### Task brief
Your task is to repeat exactly the lines below between the line holding "if degrees == 0.0" and the line holding "Build from left/top/right/bottom.", inclusive, and only those.

Recorded data
= Beginning of Section =

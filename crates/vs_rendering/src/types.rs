use std::ops::{Add, Mul, Neg, Sub};

use serde::{Deserialize, Serialize};

/// RGBA color with components in `0.0..=1.0`.
#[derive(Debug, Clone, Copy, PartialEq, Serialize, Deserialize)]
pub struct Color {
    pub r: f32,
    pub g: f32,
    pub b: f32,
    pub a: f32,
}

impl Color {
    /// Opaque color.
    pub const fn rgb(r: f32, g: f32, b: f32) -> Self {
        Self { r, g, b, a: 1.0 }
    }

    /// Color with alpha.
    pub const fn rgba(r: f32, g: f32, b: f32, a: f32) -> Self {
        Self { r, g, b, a }
    }

    /// Build from 8-bit channels.
    pub fn from_rgba8(r: u8, g: u8, b: u8, a: u8) -> Self {
        Self::rgba(
            f32::from(r) / 255.0,
            f32::from(g) / 255.0,
            f32::from(b) / 255.0,
            f32::from(a) / 255.0,
        )
    }

    /// Same color with a different alpha.
    pub const fn with_alpha(self, a: f32) -> Self {
        Self { a, ..self }
    }

    pub fn to_skia(self) -> tiny_skia::Color {
        tiny_skia::Color::from_rgba8(
            channel_to_u8(self.r),
            channel_to_u8(self.g),
            channel_to_u8(self.b),
            channel_to_u8(self.a),
        )
    }

    /// `#rrggbb` form, used for SVG text rendering.
    pub fn to_hex(self) -> String {
        format!(
            "#{:02x}{:02x}{:02x}",
            channel_to_u8(self.r),
            channel_to_u8(self.g),
            channel_to_u8(self.b)
        )
    }

    pub const BLACK: Color = Color::rgb(0.0, 0.0, 0.0);
    pub const WHITE: Color = Color::rgb(1.0, 1.0, 1.0);
    pub const TRANSPARENT: Color = Color::rgba(0.0, 0.0, 0.0, 0.0);
    /// Default accent used by selection borders and handles.
    pub const ACCENT: Color = Color::rgb(0.16, 0.5, 0.93);
}

impl Default for Color {
    fn default() -> Self {
        Self::BLACK
    }
}

fn channel_to_u8(value: f32) -> u8 {
    (value.clamp(0.0, 1.0) * 255.0).round() as u8
}

/// A point in world or stage (screen) space.
#[derive(Debug, Clone, Copy, PartialEq, Default, Serialize, Deserialize)]
pub struct Point {
    pub x: f64,
    pub y: f64,
}

impl Point {
    pub const fn new(x: f64, y: f64) -> Self {
        Self { x, y }
    }

    pub const ZERO: Point = Point::new(0.0, 0.0);

    #[inline]
    pub fn distance_to(self, other: Point) -> f64 {
        (self.x - other.x).hypot(self.y - other.y)
    }

    /// Rotate clockwise (screen coordinates, y down) by `degrees` around `pivot`.
    pub fn rotate_around(self, pivot: Point, degrees: f64) -> Point {
        if degrees == 0.0 {
            return self;
        }
        let (sin, cos) = degrees.to_radians().sin_cos();
        let dx = self.x - pivot.x;
        let dy = self.y - pivot.y;
        Point::new(
            pivot.x + dx * cos - dy * sin,
            pivot.y + dx * sin + dy * cos,
        )
    }

    /// Approximate equality used by tests and no-op detection.
    pub fn approx_eq(self, other: Point, epsilon: f64) -> bool {
        (self.x - other.x).abs() <= epsilon && (self.y - other.y).abs() <= epsilon
    }
}

impl Add for Point {
    type Output = Point;

    fn add(self, rhs: Point) -> Point {
        Point::new(self.x + rhs.x, self.y + rhs.y)
    }
}

impl Sub for Point {
    type Output = Point;

    fn sub(self, rhs: Point) -> Point {
        Point::new(self.x - rhs.x, self.y - rhs.y)
    }
}

impl Neg for Point {
    type Output = Point;

    fn neg(self) -> Point {
        Point::new(-self.x, -self.y)
    }
}

impl Mul<f64> for Point {
    type Output = Point;

    fn mul(self, rhs: f64) -> Point {
        Point::new(self.x * rhs, self.y * rhs)
    }
}

/// Axis-aligned rectangle.
#[derive(Debug, Clone, Copy, PartialEq, Default, Serialize, Deserialize)]
pub struct Rectangle {
    pub x: f64,
    pub y: f64,
    pub width: f64,
    pub height: f64,
}

impl Rectangle {
    pub const fn new(x: f64, y: f64, width: f64, height: f64) -> Self {
        Self {
            x,
            y,
            width,
            height,
        }
    }

    /// Build from left/top/right/bottom.
    pub fn from_bounds(left: f64, top: f64, right: f64, bottom: f64) -> Self {
        Self {
            x: left,
            y: top,
            width: right - left,
            height: bottom - top,
        }
    }

    /// Smallest rectangle enclosing every point. `None` for an empty slice.
    pub fn enclosing(points: &[Point]) -> Option<Rectangle> {
        let first = points.first()?;
        let (mut left, mut top, mut right, mut bottom) = (first.x, first.y, first.x, first.y);
        for p in &points[1..] {
            left = left.min(p.x);
            top = top.min(p.y);
            right = right.max(p.x);
            bottom = bottom.max(p.y);
        }
        Some(Rectangle::from_bounds(left, top, right, bottom))
    }

    #[inline]
    pub fn right(&self) -> f64 {
        self.x + self.width
    }

    #[inline]
    pub fn bottom(&self) -> f64 {
        self.y + self.height
    }

    #[inline]
    pub fn center(&self) -> Point {
        Point::new(self.x + self.width / 2.0, self.y + self.height / 2.0)
    }

    #[inline]
    pub fn contains(&self, x: f64, y: f64) -> bool {
        x >= self.x && x <= self.right() && y >= self.y && y <= self.bottom()
    }

    pub fn intersects(&self, other: &Rectangle) -> bool {
        self.x < other.right()
            && self.right() > other.x
            && self.y < other.bottom()
            && self.bottom() > other.y
    }

    pub fn union(&self, other: &Rectangle) -> Rectangle {
        Rectangle::from_bounds(
            self.x.min(other.x),
            self.y.min(other.y),
            self.right().max(other.right()),
            self.bottom().max(other.bottom()),
        )
    }

    pub fn expand(&self, margin: f64) -> Rectangle {
        Rectangle {
            x: self.x - margin,
            y: self.y - margin,
            width: self.width + margin * 2.0,
            height: self.height + margin * 2.0,
        }
    }

    /// Corners clockwise from top-left.
    pub fn corners(&self) -> [Point; 4] {
        [
            Point::new(self.x, self.y),
            Point::new(self.right(), self.y),
            Point::new(self.right(), self.bottom()),
            Point::new(self.x, self.bottom()),
        ]
    }

    pub const ZERO: Rectangle = Rectangle::new(0.0, 0.0, 0.0, 0.0);
}

/// Text style.
#[derive(Debug, Clone, PartialEq)]
pub struct TextStyle {
    pub font_size: f64,
    pub color: Color,
    pub font_family: String,
}

impl Default for TextStyle {
    fn default() -> Self {
        Self {
            font_size: 16.0,
            color: Color::BLACK,
            font_family: "sans-serif".to_string(),
        }
    }
}

/// Fill/stroke style for paths.
#[derive(Debug, Clone, PartialEq)]
pub struct DrawStyle {
    pub stroke_color: Option<Color>,
    pub fill_color: Option<Color>,
    pub stroke_width: f64,
    pub dash_pattern: Option<Vec<f32>>,
}

impl Default for DrawStyle {
    fn default() -> Self {
        Self {
            stroke_color: Some(Color::BLACK),
            fill_color: None,
            stroke_width: 1.0,
            dash_pattern: None,
        }
    }
}
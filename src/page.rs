// src/page.rs

use crate::media_kind::MediaKind;
use std::path::Path;

/// Route prefix for the logo image.
pub const LOGO_ROUTE_PREFIX: &str = "/static/logo";

/// What the landing page shows for one request.
#[derive(Debug, Clone, Default, PartialEq)]
pub struct LandingPage {
    pub video: Option<String>,
    pub audio: Option<String>,
    /// File name of the configured logo, if the file exists.
    pub logo: Option<String>,
}

fn html_escape(s: &str) -> String {
    htmlescape::encode_minimal(s)
}

/// URL of a delivered file. Each path segment is percent-encoded on its own
/// so nested names keep their slashes.
pub fn media_url(prefix: &str, name: &str) -> String {
    let encoded: Vec<String> = name
        .split('/')
        .map(|segment| urlencoding::encode(segment).into_owned())
        .collect();
    format!("{}/{}", prefix, encoded.join("/"))
}

fn media_source(kind: MediaKind, name: &str) -> String {
    let url = media_url(kind.route_prefix(), name);
    format!(
        r#"<source src="{}" type="{}">"#,
        html_escape(&url),
        kind.content_type_for(Path::new(name)).essence_str()
    )
}

/// Renders the landing page. A missing selection omits its element.
pub fn render_landing(page: &LandingPage) -> String {
    let mut body = String::new();

    if let Some(logo) = &page.logo {
        body.push_str(&format!(
            "  <img class=\"logo\" src=\"{}\" alt=\"logo\">\n",
            html_escape(&media_url(LOGO_ROUTE_PREFIX, logo))
        ));
    }

    if let Some(video) = &page.video {
        body.push_str(&format!(
            "  <video id=\"{}\" autoplay muted loop playsinline>\n    {}\n  </video>\n",
            MediaKind::Video.element_id(),
            media_source(MediaKind::Video, video)
        ));
    }

    if let Some(audio) = &page.audio {
        body.push_str(&format!(
            "  <audio id=\"{}\" autoplay loop>\n    {}\n  </audio>\n",
            MediaKind::Audio.element_id(),
            media_source(MediaKind::Audio, audio)
        ));
    }

    if page.video.is_none() && page.audio.is_none() {
        body.push_str("  <p class=\"empty\">No media available yet.</p>\n");
    }

    format!(
        r#"<!doctype html>
<html lang="en"><head>
  <meta charset="utf-8"><title>Backdrop</title>
  <meta name="viewport" content="width=device-width,initial-scale=1">
  <style>
    body{{margin:0;background:#000;color:#eee;font-family:system-ui,-apple-system,Segoe UI,Roboto,Arial}}
    video{{position:fixed;inset:0;width:100%;height:100%;object-fit:cover;z-index:-1}}
    .logo{{position:fixed;top:24px;left:24px;max-width:200px}}
    .empty{{padding:24px}}
  </style>
</head><body>
{}</body></html>"#,
        body
    )
}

= End of Section =

### Written solution
        if degrees == 0.0 {
            return self;
        }
        let (sin, cos) = degrees.to_radians().sin_cos();
        let dx = self.x - pivot.x;
        let dy = self.y - pivot.y;
        Point::new(
            pivot.x + dx * cos - dy * sin,
            pivot.y + dx * sin + dy * cos,
        )
    }

    /// Approximate equality used by tests and no-op detection.
    pub fn approx_eq(self, other: Point, epsilon: f64) -> bool {
        (self.x - other.x).abs() <= epsilon && (self.y - other.y).abs() <= epsilon
    }
}

impl Add for Point {
    type Output = Point;

    fn add(self, rhs: Point) -> Point {
        Point::new(self.x + rhs.x, self.y + rhs.y)
    }
}

impl Sub for Point {
    type Output = Point;

    fn sub(self, rhs: Point) -> Point {
        Point::new(self.x - rhs.x, self.y - rhs.y)
    }
}

impl Neg for Point {
    type Output = Point;

    fn neg(self) -> Point {
        Point::new(-self.x, -self.y)
    }
}

impl Mul<f64> for Point {
    type Output = Point;

    fn mul(self, rhs: f64) -> Point {
        Point::new(self.x * rhs, self.y * rhs)
    }
}

/// Axis-aligned rectangle.
#[derive(Debug, Clone, Copy, PartialEq, Default, Serialize, Deserialize)]
pub struct Rectangle {
    pub x: f64,
    pub y: f64,
    pub width: f64,
    pub height: f64,
}

impl Rectangle {
    pub const fn new(x: f64, y: f64, width: f64, height: f64) -> Self {
        Self {
            x,
            y,
            width,
            height,
        }
    }

    /// Build from left/top/right/bottom.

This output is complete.